◆ **YOUR TASK**:
Output every record again so that it matches the original word for word.
****
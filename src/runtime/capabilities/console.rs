use super::{CapabilityConfig, CapabilityError};
use boa_engine::{Context, JsResult};
use boa_gc::{Finalize, Trace};
use boa_runtime::{ConsoleState, Logger, extensions::ConsoleExtension, register_extensions};

/// Console output from scripts, emitted as tracing events
#[derive(Debug, Clone, Trace, Finalize)]
pub struct ScriptLogger {
    #[unsafe_ignore_trace]
    engine_id: u64,
}

impl ScriptLogger {
    pub fn new(engine_id: u64) -> Self {
        Self { engine_id }
    }
}

impl Logger for ScriptLogger {
    fn log(&self, msg: String, _state: &ConsoleState, _context: &mut Context) -> JsResult<()> {
        tracing::info!(target: "rivet::script", engine = self.engine_id, "{msg}");
        Ok(())
    }

    fn info(&self, msg: String, _state: &ConsoleState, _context: &mut Context) -> JsResult<()> {
        tracing::info!(target: "rivet::script", engine = self.engine_id, "{msg}");
        Ok(())
    }

    fn warn(&self, msg: String, _state: &ConsoleState, _context: &mut Context) -> JsResult<()> {
        tracing::warn!(target: "rivet::script", engine = self.engine_id, "{msg}");
        Ok(())
    }

    fn error(&self, msg: String, _state: &ConsoleState, _context: &mut Context) -> JsResult<()> {
        tracing::error!(target: "rivet::script", engine = self.engine_id, "{msg}");
        Ok(())
    }
}

pub(super) fn install(config: &mut CapabilityConfig<'_>) -> Result<(), CapabilityError> {
    register_extensions(
        ConsoleExtension(ScriptLogger::new(config.engine_id)),
        None,
        config.context,
    )
    .map_err(|e| CapabilityError::Js(e.to_string()))
}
****
◆ **ANSWER BOX**:
filename src/runtime/capabilities/console.rs
use super::{CapabilityConfig, CapabilityError};
use boa_engine::{Context, JsResult};
use boa_gc::{Finalize, Trace};
use boa_runtime::{ConsoleState, Logger, extensions::ConsoleExtension, register_extensions};

/// Console output from scripts, emitted as tracing events
#[derive(Debug, Clone, Trace, Finalize)]
pub struct ScriptLogger {
    #[unsafe_ignore_trace]
    engine_id: u64,
}

impl ScriptLogger {
    pub fn new(engine_id: u64) -> Self {
        Self { engine_id }
    }
}

impl Logger for ScriptLogger {
    fn log(&self, msg: String, _state: &ConsoleState, _context: &mut Context) -> JsResult<()> {
        tracing::info!(target: "rivet::script", engine = self.engine_id, "{msg}");
        Ok(())
    }

    fn info(&self, msg: String, _state: &ConsoleState, _context: &mut Context) -> JsResult<()> {
        tracing::info!(target: "rivet::script", engine = self.engine_id, "{msg}");
        Ok(())
    }

    fn warn(&self, msg: String, _state: &ConsoleState, _context: &mut Context) -> JsResult<()> {
        tracing::warn!(target: "rivet::script", engine = self.engine_id, "{msg}");
        Ok(())
    }

    fn error(&self, msg: String, _state: &ConsoleState, _context: &mut Context) -> JsResult<()> {
        tracing::error!(target: "rivet::script", engine = self.engine_id, "{msg}");
        Ok(())
    }
}

pub(super) fn install(config: &mut CapabilityConfig<'_>) -> Result<(), CapabilityError> {
    register_extensions(
        ConsoleExtension(ScriptLogger::new(config.engine_id)),
        None,
        config.context,
    )
    .map_err(|e| CapabilityError::Js(e.to_string()))
}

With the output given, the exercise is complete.